Büyükbabama, hastanede çalışan uşakların hizmetleri ve kentteki hastalarını ziyaret edebilmesi için bir araba tahsis edilmişti. İşini iyi yapıyor olmalı, zira çok geçmeden Moskova’dan 150 verst16 uzaklıkta bulunan Tula Guberniyası’ndan iki arsa alabilmişti. Bu arsalardan Darovoye olarak anılan ilki Dostoyevskilerin tatil mekânıydı. Baba hariç olmak üzere tüm aile yazı burada geçirirdi. Tıbbi görevleri nedeniyle şehirde kalan büyükbabam yalnızca temmuz aylarında birkaç günlüğüne onlara katılırdı. Her yıl, sözünü ettiğimiz demiryolu öncesi zamanlarda troykayla yapılan bu yolculuklar, çocukluğunda atlara vurgun olan babamı mest ediyordu.
Büyük oğullarının doğumundan birkaç yıl sonra büyükbabam, kendisini ve oğullarını Moskova’nın kalıtsal soyluları kütüğüne kaydettirdi.17 O dönemde babam beş yaşındaydı. Bütün hayatı boyunca Moskovalılardan uzak duran büyükbabamın, ailesini Rus soylularının koruması altına almak istemesi tuhaf. Burada, Rus Soylular Birliği’nin aslında taklit ettiği Litvanya Schliahta’sını görmüş olması muhtemeldir.18 Nasıl ki kadim ataları, oğullarını birleşik Litvan soylularının sancağı altına yerleştirdiyse, büyükbabam da bir an önce çocuklarını birleşik Rus soylularının korumasına vermişti.

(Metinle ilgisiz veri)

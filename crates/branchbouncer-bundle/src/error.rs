use thiserror::Error;

/// The archive could not be finalized. No partial archive is returned.
#[derive(Debug, Error)]
pub enum PackagingError {
    #[error("archive has no entries")]
    Empty,

    #[error("failed to write archive entry {path}")]
    Entry {
        path: String,
        #[source]
        source: std::io::Error,
    },

    #[error("zip encoder failed: {0}")]
    Zip(#[from] zip::result::ZipError),

    #[error("archive i/o failed: {0}")]
    Io(#[from] std::io::Error),
}
//! Settings text + overrides -> resolved rule selection.

use anyhow::Context;
use branchbouncer_settings::{BouncerSettingsV1, Overrides, ResolvedSettings};

/// Parse settings text (empty string if no file was found) and resolve it against overrides.
pub fn resolve_rules(
    settings_text: &str,
    overrides: Overrides,
) -> anyhow::Result<ResolvedSettings> {
    let cfg = if settings_text.trim().is_empty() {
        BouncerSettingsV1::default()
    } else {
        branchbouncer_settings::parse_settings_toml(settings_text).context("parse settings")?
    };

    branchbouncer_settings::resolve_settings(cfg, overrides).context("resolve settings")
}
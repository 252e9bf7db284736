//! Use case orchestration for branchbouncer.
//!
//! This crate provides the application layer: use cases that coordinate the domain, settings,
//! render and bundle layers. It is intentionally thin and delegates heavy lifting to them.
//!
//! The CLI crate depends on this; it only handles argument parsing and I/O.

#![forbid(unsafe_code)]

mod deliver;
mod explain;
mod generate;
mod install;
mod resolve;

pub use deliver::deliver;
pub use explain::{ExplainOutput, format_explanation, format_not_found, run_explain};
pub use generate::{
    GenerateInput, GenerateOutput, RenderedDocuments, render_documents, run_generate,
};
pub use install::{InitOutput, RemoveOutput, run_init, run_remove};
pub use resolve::resolve_rules;
//! Canonical names and paths of the generated artifacts.
//!
//! The workflow document embeds `CONFIG_PATH`, and the packager writes the configuration
//! document to the same path. Both sides read it from here.

pub const TOOL_NAME: &str = "branchbouncer";

/// Directory holding the automation platform's files.
pub const AUTOMATION_DIR: &str = ".github";

/// Repo-relative path of the configuration document.
pub const CONFIG_PATH: &str = ".branchbouncer.yml";

/// Repo-relative path of the workflow document.
pub const WORKFLOW_PATH: &str = ".github/workflows/branchbouncer.yml";

/// Every path the generated bundle contains, in write order.
pub const ARTIFACT_PATHS: [&str; 2] = [CONFIG_PATH, WORKFLOW_PATH];

/// Suggested download file stem; the archive format adds the extension.
pub const DOWNLOAD_STEM: &str = "branchbouncer-setup";

/// External action evaluating the rules on each pull request.
pub const ACTION_REF: &str = "SidhantCodes/branchbouncer@v1";

pub const CHECKOUT_ACTION_REF: &str = "actions/checkout@v4";

/// Expression the workflow passes as the action's token input.
pub const GITHUB_TOKEN_EXPR: &str = "${{ secrets.GITHUB_TOKEN }}";

#[cfg(test)]
mod tests {
    use super::*;

    #[test]
    fn config_path_is_dotted_tool_name() {
        assert_eq!(CONFIG_PATH, format!(".{TOOL_NAME}.yml"));
    }

    #[test]
    fn workflow_path_lives_under_automation_dir() {
        assert_eq!(
            WORKFLOW_PATH,
            format!("{AUTOMATION_DIR}/workflows/{TOOL_NAME}.yml")
        );
    }

    #[test]
    fn artifact_paths_are_relative_and_distinct() {
        assert_ne!(ARTIFACT_PATHS[0], ARTIFACT_PATHS[1]);
        for path in ARTIFACT_PATHS {
            assert!(!path.starts_with('/'));
            assert!(!path.ends_with('/'));
        }
    }
}
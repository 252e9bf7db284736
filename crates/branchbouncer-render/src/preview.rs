use branchbouncer_types::paths::ARTIFACT_PATHS;
use branchbouncer_types::{ConfigDocument, RuleEntry};

/// Human-readable summary of a compiled configuration, for terminal output.
pub fn render_preview(doc: &ConfigDocument) -> String {
    let mut out = String::new();

    out.push_str("BranchBouncer setup\n");
    out.push_str("===================\n\n");

    if doc.rules.is_empty() {
        out.push_str("No rules enabled; the action will accept every pull request.\n\n");
    } else {
        out.push_str(&format!("Rules ({}):\n", doc.rules.len()));
        for entry in &doc.rules {
            out.push_str(&format!("  - {}\n", describe(entry)));
        }
        out.push('\n');
    }

    out.push_str("Files:\n");
    for path in ARTIFACT_PATHS {
        out.push_str(&format!("  - {}\n", path));
    }

    out
}

fn describe(entry: &RuleEntry) -> String {
    match entry {
        RuleEntry::AccountAgeMin {
            min_account_age_days,
        } => format!(
            "{}: account older than {} days (~{} years)",
            entry.id(),
            min_account_age_days,
            approx_years(*min_account_age_days)
        ),
        RuleEntry::PrTotalChangesMin { min_total_changes } => format!(
            "{}: at least {} changed lines",
            entry.id(),
            min_total_changes
        ),
        RuleEntry::PublicRepoMin { min_repos } => {
            format!("{}: at least {} public repos", entry.id(), min_repos)
        }
        RuleEntry::ProtectedPaths { blocked_paths } if blocked_paths.is_empty() => {
            format!("{}: (no paths)", entry.id())
        }
        RuleEntry::ProtectedPaths { blocked_paths } => {
            format!("{}: {}", entry.id(), blocked_paths.join(", "))
        }
    }
}

/// Days to whole years, rounded half away from zero.
fn approx_years(days: i64) -> i64 {
    let years = days as f64 / 365.0;
    years.round() as i64
}
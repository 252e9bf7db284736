use branchbouncer_types::paths::{ACTION_REF, CHECKOUT_ACTION_REF, CONFIG_PATH, GITHUB_TOKEN_EXPR};
use branchbouncer_types::{
    Access, ActionInputs, Job, Permissions, PullRequestEvent, PullRequestTrigger, Step, Triggers,
    WorkflowDocument,
};
use std::collections::BTreeMap;

pub const WORKFLOW_NAME: &str = "BranchBouncer";
pub const JOB_NAME: &str = "validate-pr";
pub const RUN_STEP_NAME: &str = "Run BranchBouncer";
pub const RUNNER: &str = "ubuntu-latest";

/// Build the workflow that runs the rule-evaluation action on pull requests.
///
/// Constant output; the embedded configuration path is `paths::CONFIG_PATH`.
pub fn template() -> WorkflowDocument {
    let steps = vec![
        Step {
            name: None,
            uses: CHECKOUT_ACTION_REF.to_string(),
            with: None,
        },
        Step {
            name: Some(RUN_STEP_NAME.to_string()),
            uses: ACTION_REF.to_string(),
            with: Some(ActionInputs {
                github_token: GITHUB_TOKEN_EXPR.to_string(),
                config_path: CONFIG_PATH.to_string(),
            }),
        },
    ];

    let mut jobs = BTreeMap::new();
    jobs.insert(
        JOB_NAME.to_string(),
        Job {
            runs_on: RUNNER.to_string(),
            steps,
        },
    );

    WorkflowDocument {
        name: WORKFLOW_NAME.to_string(),
        permissions: Permissions {
            contents: Access::Read,
            pull_requests: Access::Read,
            checks: Access::Write,
        },
        on: Triggers {
            pull_request: PullRequestTrigger {
                types: vec![
                    PullRequestEvent::Opened,
                    PullRequestEvent::Reopened,
                    PullRequestEvent::Synchronize,
                ],
            },
        },
        jobs,
    }
}
//! Write the generated files straight into a repository, or remove them again.

use crate::generate::RenderedDocuments;
use anyhow::Context;
use branchbouncer_types::paths::{CONFIG_PATH, WORKFLOW_PATH};
use camino::{Utf8Path, Utf8PathBuf};

#[derive(Clone, Debug, PartialEq, Eq)]
pub struct InitOutput {
    pub written: Vec<Utf8PathBuf>,
}

#[derive(Clone, Debug, PartialEq, Eq)]
pub struct RemoveOutput {
    pub removed: Vec<Utf8PathBuf>,
    pub missing: Vec<Utf8PathBuf>,
}

/// Write both documents at their canonical paths under `repo_root`.
///
/// Without `force`, nothing is written when either file already exists. Directories are
/// created before any file is written, and a failed write removes the files this call
/// created, so a failure never leaves a half-installed repository behind.
pub fn run_init(
    repo_root: &Utf8Path,
    documents: &RenderedDocuments,
    force: bool,
) -> anyhow::Result<InitOutput> {
    if !repo_root.is_dir() {
        anyhow::bail!("repo root does not exist: {}", repo_root);
    }

    let config_path = repo_root.join(CONFIG_PATH);
    let workflow_path = repo_root.join(WORKFLOW_PATH);
    let files = [
        (config_path, documents.config_yaml.as_str()),
        (workflow_path, documents.workflow_yaml.as_str()),
    ];

    if !force {
        let existing: Vec<&str> = files
            .iter()
            .filter(|(path, _)| path.exists())
            .map(|(path, _)| path.as_str())
            .collect();
        if !existing.is_empty() {
            anyhow::bail!(
                "refusing to overwrite existing files (use --force): {}",
                existing.join(", ")
            );
        }
    }

    for (path, _) in &files {
        if let Some(parent) = path.parent() {
            std::fs::create_dir_all(parent)
                .with_context(|| format!("create directory: {}", parent))?;
        }
    }

    let mut written = Vec::with_capacity(files.len());
    let mut created = Vec::new();
    for (path, text) in files {
        let existed = path.exists();
        let result = std::fs::write(&path, text).with_context(|| format!("write file: {}", path));
        if let Err(err) = result {
            roll_back(&created);
            return Err(err);
        }
        tracing::info!(path = %path, "wrote");
        if !existed {
            created.push(path.clone());
        }
        written.push(path);
    }

    Ok(InitOutput { written })
}

fn roll_back(created: &[Utf8PathBuf]) {
    for path in created {
        match std::fs::remove_file(path) {
            Ok(()) => tracing::debug!(path = %path, "rolled back"),
            Err(err) => tracing::warn!(path = %path, error = %err, "could not roll back"),
        }
    }
}

/// Delete the generated files from `repo_root`. Missing files are reported, not errors.
pub fn run_remove(repo_root: &Utf8Path) -> anyhow::Result<RemoveOutput> {
    if !repo_root.is_dir() {
        anyhow::bail!("repo root does not exist: {}", repo_root);
    }

    let mut removed = Vec::new();
    let mut missing = Vec::new();

    for rel in [CONFIG_PATH, WORKFLOW_PATH] {
        let path = repo_root.join(rel);
        if !path.is_file() {
            tracing::debug!(path = %path, "not present");
            missing.push(path);
            continue;
        }
        std::fs::remove_file(&path).with_context(|| format!("remove file: {}", path))?;
        tracing::info!(path = %path, "removed");
        removed.push(path);
    }

    Ok(RemoveOutput { removed, missing })
}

Büyükbabam Moskovalı bir soylu olsa da ahlaki açıdan Litvanyalı bir Schliahtitch olmaya devam etmiştir; gururlu, hırslı, düşüncelerinin büyük bir bölümünde son derece Avrupalıydı. Neredeyse cimrilik seviyesinde tutumlu biriydi, fakat oğullarının eğitimi sözkonusu olduğunda hiçbir masraftan kaçınmadı. İki oğlunu da Suchard’ın Fransız okuluna yerleştirerek işe koyuldu. Bu kurumda Latince öğretilmediğinden büyükbabam Latince derslerini kendisi üstlendi. Eve geldiklerinde oğulları Fransızca derslerini hazırlar, akşam olduğunda ise babalarıyla Latince alıştırmaları yaparlardı. Babalarının huzurunda oturmaya asla cesaret edemiyor, babalarına büyük bir hayranlık ve saygı duyarak fiillerini ayakta çekimliyor, hata yapmamaya çalışıyorlardı. Büyükbabam çok asabiydi, gelgelelim çocukları asla fiziksel şiddet görmemiştir. Bu her şeyden çok daha dikkat çekicidir, zira o dönemin Moskovalı minikleri çok şiddetli bir şekilde dayak yerdi. Tolstoy çocukluk anılarında, on iki yaşındayken nasıl dayak yediğini bize anlatmaktadır. Büyükbabam Mihail’in eğitimle ilgili Avrupai düşüncelere sahip olduğu açıktır. Polonya ve Avusturya’ya olan yakınlıkları sayesinde Litvanya ve Ukrayna, Rusya’ya göre çok daha uygardı. Sonraki yıllarda Dostoyevski çocukluğunu hatırladığında küçük kardeşleri Andrey ve Nikolay’a anne babalarının muhteşem insanlar olduğunu, fikri açıdan çağdaşlarının büyük bir bölümünden çok daha ileride olduklarını söyleyecekti.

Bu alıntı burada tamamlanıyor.